Re: dsl providers that will route /24

[John Payne <john () sackheads org>]

On Thu, Mar 29, 2001 at 03:08:24PM -0800, David Schwartz wrote:
> > > They could do almost exactly the same amount of damage with an
> > > unspoofed UDP flood and it would still take a human action to stop it.
> >
> > This is a false premise. I get hit with one-off attacks pretty often
> > (oversized pings against my NT boxes, etc.), which are impossible to
> > trace because of invalid source addresses.
> >
> > Source filters would mean that those attacks would be identifiable
> > period, which they are not now.
>
>       Not so. You could still never be sure whether the attack was spoofed or
> not. That the address the attacks appear to come from employ source filters
> doesn't help you.
>
>       At least if they're spoofed and the origin network logs packets that appear
> spoofed, the one off attack will be investigated and whatever caused it to
> happen will be actually fixed. If it's not spoofed, it won't trigger
> anything at its origin, and odds are the origin site will be unable to do
> anything because the attack may have been spoofed and there will be no local
> logs.
>
>       So long as spoofing is possible, you cannot be sure where an attack came
> from unless you can either log it at its source or trace the stream to its
> source.
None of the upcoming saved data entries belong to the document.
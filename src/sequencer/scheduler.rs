// Beat scheduler - look-ahead click scheduling against the audio clock
//
// Two horizons are at work here. Audio clicks are handed to the output up to
// `schedule_ahead` in advance, stamped with exact times on the output clock,
// so they stay sample-accurate however late the periodic pass runs. Observer
// notifications go through a short deferred queue instead, released when the
// clock reaches the click time; they only need to be perceptually in sync.

use std::collections::VecDeque;

use crossbeam_channel::Receiver;

use super::events::{BeatCallback, BeatEvent, BeatListeners};
use super::tempo::{TempoConfig, clamp_bpm};
use crate::audio::output::{AudioOutput, OutputProvider, OutputState};
use crate::config::EngineConfig;
use crate::error::MetronomeError;
use crate::messaging::notification::Notification;
use crate::synth::click::ClickSynthesizer;

/// Notification waiting for its click time
#[derive(Debug, Clone, Copy)]
struct PendingBeat {
    /// Clock time at which the observers should hear about it
    due: f64,
    /// `start` generation that queued it
    session: u64,
    event: BeatEvent,
}

pub struct BeatScheduler<P: OutputProvider> {
    provider: P,
    output: Option<P::Output>,
    synth: ClickSynthesizer,
    engine_config: EngineConfig,
    tempo: TempoConfig,

    // Runtime state, reset on stop
    is_playing: bool,
    beat_counter: u64,
    next_scheduled_time: f64,
    beat_interval: f64,
    session: u64,

    pending: VecDeque<PendingBeat>,
    listeners: BeatListeners,
}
That's the problem, and filters don't fix that.

"I don't filter spoofed packets because there are others that don't filter them"
aiming to be so good at following the crowd that you're the last person there?

-- 
John Payne      http://www.sackheads.org/jpayne/    john () sackheads org
http://www.sackheads.org/uce/                    Fax: +44 870 0547954
        To send me mail, use the address in the From: header